We are all addicted in one way or another to the resource-seeking system – it’s part of our human nature to seek out praise and reward. We may not be addicted to gambling, alcohol or drugs, but on a more subtle level, we still love to get those dopamine hits! We can enjoy them, as long as we keep them in balance. And the best way to find this balance in our lives, according to Paul Gilbert’s model, is to cultivate the soothing and affiliation system, which will be the topic of next week’s reflection.

Weekly practice idea:

Think about areas in your life where you know you’re a little ‘addicted’. Checking the smart phone too frequently is a common one nowadays. Does this ‘addiction’ come with a cost?

Anja Tanhane

Right effort – Part 2

We often hear inspiring stories of people who took on a challenge everyone thought was impossible, and who succeeded through sheer determination and persistence, and broke new ground in our understanding of what humans can be capable of. Sometimes you hear people say – ‘if you work hard enough, anything is possible’, but of course that’s not true. What we hear less about is the people who become obsessed and invest everything in a dream which doesn’t work out, and who are left broken as a result. At what point is an obsession inspiring, and when does it become pathological? Often, success has more to do with external factors (right place, right time) than just the personality of the individual concerned. Yet we can be quick to praise ‘heroes’, and condemn ‘losers’, without taking into account that their roles could easily have been reversed. For example, by all accounts Winston Churchill was a very effective prime minister during the war, but not afterwards in peacetime. His particular qualities suited one set of conditions more than another, and this applies to all of us. When is our effort heroic, and when does it become deluded and obsessional? And how do we know the difference?

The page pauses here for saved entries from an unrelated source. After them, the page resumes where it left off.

//! The worker pool that runs the CPU bound prime computations.
//!
//! Sessions hand a [`WorkItem`] to a [`ComputePool`] and block until the matching
//! [`WorkResult`] comes back. Two pools are provided:
//!
//! - [`ProcessPool`], the one used by the server: a fixed number of child processes, each
//! running [`run_worker`] and exchanging JSON lines over its stdin and stdout
//! - [`InlinePool`], which computes on the calling thread
use std::any::Any;
use std::io::{BufRead, Write};
use std::panic::{self, AssertUnwindSafe};

use serde::{Deserialize, Serialize};
use tracing::{debug, warn};

use crate::{kernel, Result};

/// One unit of CPU bound work. Arguments have already been validated by the session.
#[derive(Debug, Clone, Copy, PartialEq, Eq, Serialize, Deserialize)]
#[serde(tag = "op", rename_all = "lowercase")]
pub enum WorkItem {
    /// test a single number
    Prime {
        /// the number to test
        n: i64,
    },
    /// list the primes of `[start, end]`
    Range {
        /// inclusive lower bound
        start: i64,
        /// inclusive upper bound
        end: i64,
    },
    /// count the primes of `[start, end]`
    Count {
        /// inclusive lower bound
        start: i64,
        /// inclusive upper bound
        end: i64,
    },
}

/// The value computed for a [`WorkItem`], or an error tag if the computation failed.
#[derive(Debug, Clone, PartialEq, Eq, Serialize, Deserialize)]
#[serde(rename_all = "lowercase")]
pub enum WorkResult {
    /// answer to [`WorkItem::Prime`]
    Prime(bool),
    /// answer to [`WorkItem::Range`]
    Range(Vec<i64>),
    /// answer to [`WorkItem::Count`]
    Count(u64),
    /// the worker could not produce a result
    Failed(String),
}

impl WorkItem {
    /// runs the computation on the current thread. A panic inside the kernel is caught and
    /// returned as [`WorkResult::Failed`]
    pub fn evaluate(&self) -> WorkResult {
        let item = *self;
        panic::catch_unwind(AssertUnwindSafe(move || match item {
            WorkItem::Prime { n } => WorkResult::Prime(kernel::is_prime(n)),
            WorkItem::Range { start, end } => {
                WorkResult::Range(kernel::primes_in_range(start, end))
            }
            WorkItem::Count { start, end } => WorkResult::Count(kernel::count_primes(start, end)),
        }))
        .unwrap_or_else(|payload| WorkResult::Failed(panic_message(payload.as_ref())))
    }

    /// passes `result` through if it answers this item, and turns an answer of the wrong
    /// kind into [`WorkResult::Failed`]
    pub fn check_answer(&self, result: WorkResult) -> WorkResult {
        match (self, result) {
            (WorkItem::Prime { .. }, result @ WorkResult::Prime(_))
            | (WorkItem::Range { .. }, result @ WorkResult::Range(_))
            | (WorkItem::Count { .. }, result @ WorkResult::Count(_))
            | (_, result @ WorkResult::Failed(_)) => result,
            (item, other) => {
                WorkResult::Failed(format!("worker answered {:?} with {:?}", item, other))
            }
        }
    }
}

fn panic_message(payload: &(dyn Any + Send)) -> String {
    if let Some(msg) = payload.downcast_ref::<&str>() {
        (*msg).to_owned()
    } else if let Some(msg) = payload.downcast_ref::<String>() {
        msg.clone()
    } else {
        "computation panicked".to_owned()
    }
}

/// A pool that sessions submit work to. Clones share the same underlying workers.
pub trait ComputePool: Clone + Send + 'static {
    /// runs `item` on one of the pool's workers, blocking the caller until the result is
    /// ready. If every worker is busy the item waits its turn. Worker failures come back as
    /// [`WorkResult::Failed`], they are never propagated as panics.
    fn submit(&self, item: WorkItem) -> WorkResult;
}

/// Computes every item directly on the submitting thread, without any isolation.
#[derive(Debug, Clone, Copy, Default)]
pub struct InlinePool;

impl ComputePool for InlinePool {
    fn submit(&self, item: WorkItem) -> WorkResult {
        item.evaluate()
    }
}

/// The main loop of a worker process.
///
/// Reads one JSON encoded [`WorkItem`] per line from `input` and writes one JSON encoded
/// [`WorkResult`] line to `output` for each of them. Returns when `input` reaches EOF.
///
/// # Errors
/// returns an error if reading from `input` or writing to `output` fails
pub fn run_worker<R: BufRead, W: Write>(input: R, mut output: W) -> Result<()> {
    debug!("worker {} started", std::process::id());
    for line in input.lines() {
        let line = line?;
        if line.trim().is_empty() {
            continue;
        }
        let result = match serde_json::from_str::<WorkItem>(&line) {
            Ok(item) => item.evaluate(),
            Err(e) => {
                warn!("malformed work item {:?}: {}", line, e);
                WorkResult::Failed(format!("malformed work item: {}", e))
            }
        };
        serde_json::to_writer(&mut output, &result)?;
        output.write_all(b"\n")?;
        output.flush()?;
    }
    debug!("worker {} input closed", std::process::id());
    Ok(())
}

mod process;

pub use self::process::{ProcessPool, WorkerCommand, WORKER_FLAG};

#[cfg(test)]
mod tests {
    use super::*;

    #[test]
    fn evaluate_calls_the_kernel() {
        assert_eq!(WorkItem::Prime { n: 17 }.evaluate(), WorkResult::Prime(true));
        assert_eq!(
            WorkItem::Range { start: 10, end: 20 }.evaluate(),
            WorkResult::Range(vec![11, 13, 17, 19])
        );
        assert_eq!(
            WorkItem::Count { start: 10, end: 20 }.evaluate(),
            WorkResult::Count(4)
        );
    }

    #[test]
    fn wire_format() {
        let item = WorkItem::Range { start: 1, end: 5 };
        assert_eq!(
            serde_json::to_string(&item).unwrap(),
            r#"{"op":"range","start":1,"end":5}"#
        );
        assert_eq!(
            serde_json::to_string(&WorkResult::Count(3)).unwrap(),
            r#"{"count":3}"#
        );
    }

    #[test]
    fn worker_loop_answers_every_line_in_order() {
        let input = concat!(
            r#"{"op":"prime","n":7}"#,
            "\n",
            "\n",
            "not json\n",
            r#"{"op":"count","start":1,"end":10}"#,
            "\n",
        );
        let mut output = Vec::new();
        run_worker(input.as_bytes(), &mut output).unwrap();

        let results: Vec<WorkResult> = String::from_utf8(output)
            .unwrap()
            .lines()
            .map(|l| serde_json::from_str(l).unwrap())
            .collect();
        assert_eq!(results.len(), 3);
        assert_eq!(results[0], WorkResult::Prime(true));
        assert!(matches!(&results[1], WorkResult::Failed(msg) if msg.starts_with("malformed")));
        assert_eq!(results[2], WorkResult::Count(4));
    }

    #[test]
    fn answers_of_the_wrong_kind_are_failures() {
        let prime = WorkItem::Prime { n: 3 };
        assert_eq!(
            prime.check_answer(WorkResult::Prime(true)),
            WorkResult::Prime(true)
        );
        assert!(matches!(
            prime.check_answer(WorkResult::Count(3)),
            WorkResult::Failed(msg) if msg.contains("Count(3)")
        ));
        let range = WorkItem::Range { start: 1, end: 3 };
        assert!(matches!(
            range.check_answer(WorkResult::Prime(false)),
            WorkResult::Failed(_)
        ));
        assert_eq!(
            range.check_answer(WorkResult::Failed("boom".to_owned())),
            WorkResult::Failed("boom".to_owned())
        );
    }

    #[test]
    fn panics_are_reported_as_failures() {
        let payload: Box<dyn Any + Send> = Box::new("boom");
        assert_eq!(panic_message(payload.as_ref()), "boom");
        let payload: Box<dyn Any + Send> = Box::new(String::from("bang"));
        assert_eq!(panic_message(payload.as_ref()), "bang");
        let payload: Box<dyn Any + Send> = Box::new(42);
        assert_eq!(panic_message(payload.as_ref()), "computation panicked");
    }
}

Right effort is about finding the sweet spot between trying too hard, and giving up too easily. It’s a particularly complex area in our interpersonal relationships. I’ve worked with people who lost everything, including the family home, because they had a child with a drug addiction who kept taking and taking until it was all gone. Others stay in abusive relationships year after year, forever trying to fix something which show no signs of changing or is actually getting worse. We might feel we just need to try harder and everything will be alright, but all the effort in the world can’t fix someone else’s brokenness unless they themselves want to change. They say it takes two to tango, but sometimes we just need to walk off the dance floor and go home.

Right effort can be about persistence and hard work, but it can also be about accepting our limitations, and being at peace with those. Not everything is doable or fixable. We can also ask ourselves – is the prize worth it? A lot of heroes have families who’ve hardly seen them for years.

Sometimes the real heroism may lie in coming to terms with the life we have, with all its broken dreams and limitations, without becoming bitter, or jealous of other people’s success. Of course we can admire people who’ve achieved greatness, but we can also admire people who’ve attained equanimity and peace of mind. There is a place for incredible effort and persistence, just as there is a place for surrendering and letting go.

Weekly practice idea:

Find a quiet place to sit, and take 10 minutes to think about a dream you had which didn’t quite work out. What kind of thoughts and emotions come up for you as you reflect on this dream? Perhaps it transformed into something else which you appreciate, or you’re still in the grieving phase, or you feel it’s time to let go. What can you learn from your reflection?